Art has always had an interest in the Cabbage White, and in butterfly phenology (the study of life cycles, in particular the timing of significant events) in general. By carefully observing and recording things like the first flight date of a species Art has documented long-term climatological patterns, previously unknown or unrecorded flight + weather correlations, and changes in how butterflies interact with other aspects of their environment, notably their larval host plants. I could easily write a dozen posts about the stuff Art has done with his incredible dataset but for now I’ll just link to his website and you can check some of it out for yourself.
Regardless of who the winner is, Art sends out an announcement describing the event. I’ve always loved these narratives describing the weather, the flowers in bloom, the number of junkyard dogs in the vicinity, what kind of sparkling wine the other riders on the bus were drinking… oh and also how the bug managed to wind up caught in Art’s net. Here’s an excerpt from this year’s announcement, which started with the headline “SHAPIRO SNAGS CABBAGE WHITE “VERY LATE” BUT GETS AN EARLY RECORD 15 MINUTES LATER”:
I was sufficiently sure today would be the day that I took my net and was prepared to sweep the vegetation with it to kick up any individuals that were sunbathing (“dorsal basking”) in the dilute sunlight in order to raise their body temperature to the level needed for flight.” But that did not prove necessary; the sun came out strongly at 12.11 and the butterfly (a male) took wing spontaneously 19 minutes later. “It was a very easy catch; I suspect he emerged this morning and that was his first flight.” Ten minutes later a second species, the Mourning Cloak (Nymphalis antiopa) showed up. It hibernates as an adult and is always an early flier, but this was its first record on the floor of the Sacramento Valley this year—it’s been out about two weeks in the lower Coast Range.
Matt Forister, another of Art’s former students, promptly put together and sent out a graph showing the temporal distribution of Cabbage White first flight dates over the years. This year’s catch is the red dot in the image below.
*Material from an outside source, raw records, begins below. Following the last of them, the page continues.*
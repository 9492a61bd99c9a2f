// This Source Code Form is subject to the terms of the Mozilla Public
// License, v. 2.0. If a copy of the MPL was not distributed with this
// file, You can obtain one at https://mozilla.org/MPL/2.0/.

use super::{bounds_outline, rectangle_corners, SolidFrame};
use crate::error::{ImportError, Result};
use crate::hierarchy::StoreyEntry;
use crate::session::Session;
use ifc_bim_geometry::{extract_swept_solid, ProfileShape, SweptSolid};
use ifc_bim_model::{BimElement, DecodedEntity, ElementData, Point2, SlabData, SlabType};

/// Thinnest slab recovered from a bounding box
const MIN_SLAB_THICKNESS: f64 = 0.1;

/// Plan outline in world coordinates for polygon and rectangle profiles
pub(crate) fn profile_outline(frame: &SolidFrame<'_>, solid: &SweptSolid) -> Result<Vec<Point2>> {
    let local: Vec<(f64, f64)> = match &solid.profile {
        ProfileShape::Polygon(points) => points.iter().map(|p| (p.x, p.y)).collect(),
        ProfileShape::Rectangle { x_dim, y_dim, position } => {
            rectangle_corners(*x_dim, *y_dim, position)
        }
        ProfileShape::Circle { .. } => return Err(ImportError::invalid("circular outline")),
    };
    if local.len() < 3 {
        return Err(ImportError::invalid("outline has fewer than 3 points"));
    }
    Ok(local.into_iter().map(|(x, y)| frame.to_world(x, y)).collect())
}

impl Session<'_> {
    /// Outline and thickness; `PredefinedType` (8) `.ROOF.` makes a ceiling
    pub(crate) fn decode_slab(
        &self,
        entity: &DecodedEntity,
        storey: &StoreyEntry,
    ) -> Result<BimElement> {
        let (outline, thickness, base_z) = match self.parametric_slab(entity) {
            Ok(slab) => slab,
            Err(reason) => {
                log::info!("Slab {}: {reason}; using mesh bounds", entity.id);
                let bounds = self.world_bounds(entity).ok_or(ImportError::NoGeometry)?;
                (
                    bounds_outline(&bounds),
                    bounds.size().z.max(MIN_SLAB_THICKNESS),
                    bounds.min.z,
                )
            }
        };

        let slab_type = match entity.get_enum(8) {
            Some("ROOF") => SlabType::Ceiling,
            _ => SlabType::Floor,
        };
        // Floors hang below their offset, ceilings sit on it
        let relative_base = base_z - storey.origin_z;
        let elevation_offset = match slab_type {
            SlabType::Floor => relative_base + thickness,
            SlabType::Ceiling => relative_base,
        };

        Ok(BimElement::new(
            String::new(),
            ElementData::Slab(SlabData {
                outline,
                thickness,
                slab_type,
                elevation_offset,
            }),
        ))
    }

    fn parametric_slab(&self, entity: &DecodedEntity) -> Result<(Vec<Point2>, f64, f64)> {
        let solid = extract_swept_solid(self.resolver(), entity)?;
        let placement = self.world_placement(entity);
        let frame = SolidFrame {
            placement: &placement,
            solid: &solid,
            unit_scale: self.unit_scale,
        };
        let outline = profile_outline(&frame, &solid)?;
        Ok((outline, frame.length(solid.depth), frame.base_z()))
    }
}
You can see that in the last 40+ years, the first flight date has gotten earlier.
Art may win his own contest every year but that doesn’t mean he shouldn’t claim the prize! True to the rules, Art buys himself a pitcher of PBR, a Shapiro lab tradition. He graciously shares it (and usually a few more, to boot) with his students and their partners, plus assorted hangers on. I’m sad to have missed it this year!